Following prodding from Act and National, the government has put in place an insurance scheme that covers most of the cancellation costs for events for 5000+ attendees if affected by Covid restrictions – good news for the summer music festivals, especially those now potentially spending New Years in red. Stuart Nash, minister for small business, explained that events “incur significant costs in advance. A quick shift in public health measures could see an event cancelled with no opportunity to recoup costs or generate revenue.”

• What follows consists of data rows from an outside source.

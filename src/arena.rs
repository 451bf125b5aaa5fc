use log::trace;

use crate::{
    error::{Error, Result},
    geometry::{Face, Vertex},
};

/// Largest vertex window a `u16` index buffer can address.
pub const MAX_ADDRESSABLE_VERTICES: usize = u16::MAX as usize + 1;

/// How much of an arena's storage has been handed out.
#[derive(Clone, Copy, Debug, Default, PartialEq, Eq)]
pub struct ArenaUsage {
    pub vertices: usize,
    pub indices: usize,
}

/// Raw vertices and indices reserved together, for geometry that isn't a run of whole faces.
///
/// `base` is the absolute index of `vertices[0]` in the root storage; index values written into
/// `indices` must be offset by it (see [`MeshSlot::index`]).
#[derive(Debug)]
pub struct MeshSlot<'a> {
    pub vertices: &'a mut [Vertex],
    pub indices: &'a mut [u16],
    pub base: u16,
}

impl MeshSlot<'_> {
    /// Absolute index of the slot-local vertex `local`.
    pub fn index(&self, local: usize) -> u16 {
        debug_assert!(local < self.vertices.len());
        self.base + local as u16
    }
}

/// Bump allocator for vertex/index records over storage owned by someone else, usually a mapped
/// GPU buffer. It never grows the storage, so the buffer size the renderer uploads stays fixed.
///
/// Every allocation is all or nothing: vertex and index room are both checked before either
/// cursor moves.
#[derive(Debug)]
pub struct GeometryArena<'a> {
    vertices: &'a mut [Vertex],
    indices: &'a mut [u16],
    vertices_used: usize,
    indices_used: usize,
    /// Absolute index of `vertices[0]` in the root storage.
    vertex_offset: usize,
}

impl<'a> GeometryArena<'a> {
    /// # Panics
    ///
    /// If `vertices` is longer than a `u16` index can address.
    pub fn new(vertices: &'a mut [Vertex], indices: &'a mut [u16]) -> Self {
        assert!(
            vertices.len() <= MAX_ADDRESSABLE_VERTICES,
            "{} vertices cannot be addressed by u16 indices",
            vertices.len()
        );
        Self {
            vertices,
            indices,
            vertices_used: 0,
            indices_used: 0,
            vertex_offset: 0,
        }
    }

    pub fn vertices_used(&self) -> usize {
        self.vertices_used
    }

    pub fn indices_used(&self) -> usize {
        self.indices_used
    }

    pub fn vertex_capacity(&self) -> usize {
        self.vertices.len()
    }

    pub fn index_capacity(&self) -> usize {
        self.indices.len()
    }

    pub fn vertex_offset(&self) -> usize {
        self.vertex_offset
    }

    pub fn usage(&self) -> ArenaUsage {
        ArenaUsage {
            vertices: self.vertices_used,
            indices: self.indices_used,
        }
    }

    pub fn finish(self) -> ArenaUsage {
        self.usage()
    }

    /// Written vertices, in allocation order.
    pub fn used_vertices(&self) -> &[Vertex] {
        &self.vertices[..self.vertices_used]
    }

    /// Written indices, in allocation order.
    pub fn used_indices(&self) -> &[u16] {
        &self.indices[..self.indices_used]
    }

    /// Rewinds both cursors. Storage and capacity are untouched.
    pub fn reset(&mut self) {
        trace!(
            "arena reset at offset {} ({} vertices, {} indices)",
            self.vertex_offset,
            self.vertices_used,
            self.indices_used
        );
        self.vertices_used = 0;
        self.indices_used = 0;
    }

    fn ensure_space(&self, vertices: usize, indices: usize) -> Result<()> {
        let vertices_free = self.vertices.len() - self.vertices_used;
        let indices_free = self.indices.len() - self.indices_used;
        if vertices > vertices_free || indices > indices_free {
            return Err(Error::OutOfSpace {
                vertices,
                indices,
                vertices_free,
                indices_free,
            });
        }
        Ok(())
    }

    pub fn create<F: Face>(&mut self) -> Result<&mut F> {
        let faces = self.allocate::<F>(1)?;
        Ok(&mut faces[0])
    }

    /// Allocates `amount` faces of one kind back to back and writes their indices.
    pub fn allocate<F: Face>(&mut self, amount: usize) -> Result<&mut [F]> {
        let vertex_count = amount.saturating_mul(F::VERTEX_COUNT);
        let index_count = amount.saturating_mul(F::INDEX_PATTERN.len());
        self.ensure_space(vertex_count, index_count)?;

        let first_vertex = self.vertices_used;
        let first_index = self.indices_used;
        self.vertices_used += vertex_count;
        self.indices_used += index_count;

        let base = self.vertex_offset + first_vertex;
        let indices = &mut self.indices[first_index..first_index + index_count];
        for (face, chunk) in indices
            .chunks_exact_mut(F::INDEX_PATTERN.len())
            .enumerate()
        {
            let face_base = base + face * F::VERTEX_COUNT;
            for (slot, relative) in chunk.iter_mut().zip(F::INDEX_PATTERN) {
                *slot = (face_base + *relative as usize) as u16;
            }
        }

        let vertices = &mut self.vertices[first_vertex..first_vertex + vertex_count];
        vertices.fill(Vertex::default());
        trace!("arena allocated {amount} faces at vertex {base}");
        Ok(bytemuck::cast_slice_mut(vertices))
    }

    /// Reserves raw room. Indices come back zeroed and must be filled by the caller.
    pub fn reserve_mesh(
        &mut self,
        vertex_count: usize,
        index_count: usize,
    ) -> Result<MeshSlot<'_>> {
        self.ensure_space(vertex_count, index_count)?;

        let first_vertex = self.vertices_used;
        let first_index = self.indices_used;
        self.vertices_used += vertex_count;
        self.indices_used += index_count;

        let vertices = &mut self.vertices[first_vertex..first_vertex + vertex_count];
        vertices.fill(Vertex::default());
        let indices = &mut self.indices[first_index..first_index + index_count];
        indices.fill(0);

        Ok(MeshSlot {
            vertices,
            indices,
            base: (self.vertex_offset + first_vertex) as u16,
        })
    }

    /// Looks up a face created earlier by this arena, `first_vertex` being relative to it.
    pub fn face_mut<F: Face>(&mut self, first_vertex: usize) -> Option<&mut F> {
        let end = first_vertex.checked_add(F::VERTEX_COUNT)?;
        if end > self.vertices_used {
            return None;
        }
        bytemuck::cast_slice_mut::<Vertex, F>(&mut self.vertices[first_vertex..end]).first_mut()
    }

    /// Carves a child arena of `vertex_count` vertices and `vertex_count * 3 / 2` indices out of
    /// the remaining space. The room is taken from this arena immediately.
    ///
    /// Indices the child writes are absolute in the root storage, so no rebasing is needed when
    /// the whole buffer is drawn. Unused index slots of the child are left pointing at its first
    /// vertex, which only produces degenerate triangles.
    pub fn create_arena(&mut self, vertex_count: usize) -> Result<GeometryArena<'_>> {
        let index_count = vertex_count.saturating_add(vertex_count / 2);
        self.ensure_space(vertex_count, index_count)?;

        let first_vertex = self.vertices_used;
        let first_index = self.indices_used;
        self.vertices_used += vertex_count;
        self.indices_used += index_count;

        let vertex_offset = self.vertex_offset + first_vertex;
        let indices = &mut self.indices[first_index..first_index + index_count];
        if vertex_count > 0 {
            indices.fill(vertex_offset as u16);
        }
        trace!("arena carved {vertex_count} vertices at {vertex_offset}");

        Ok(GeometryArena {
            vertices: &mut self.vertices[first_vertex..first_vertex + vertex_count],
            indices,
            vertices_used: 0,
            indices_used: 0,
            vertex_offset,
        })
    }
}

Arts workers know this all too well – they’ve been busy postponing and unproducing events for the past two years. Seventy-three percent of arts practitioners who responded to a recent survey said they’d had paid work cancelled by delta, and only 3% said they currently had more than enough work to get by. Most can’t afford the mental and financial strain of cancellations happening for a third year. There’s a clear need for an insurance scheme that covers smaller scale arts events. It doesn’t matter if the event is for an audience of 200, 2000, or 20,000 – Covid-cancelled shows impact livelihoods
Manatū Taonga Ministry of Culture and Heritage has allocated $22.5 million to give confidence to the arts sector to plan and host events over the next six to eight months, though details of how this money will be spent are still under wraps. That money could really come in handy if we do need to spend most of 2022 in red to protect our people and health system, as Hendy cautions.
With this in mind, funders, festivals and arts leadership organisations could commission and subsidise independent artists to make work for the red light setting – next year let’s make an abundance of intimate arts events that safely caters for under 100 people at a time.
We can hope for green, but live arts need to prepare for red.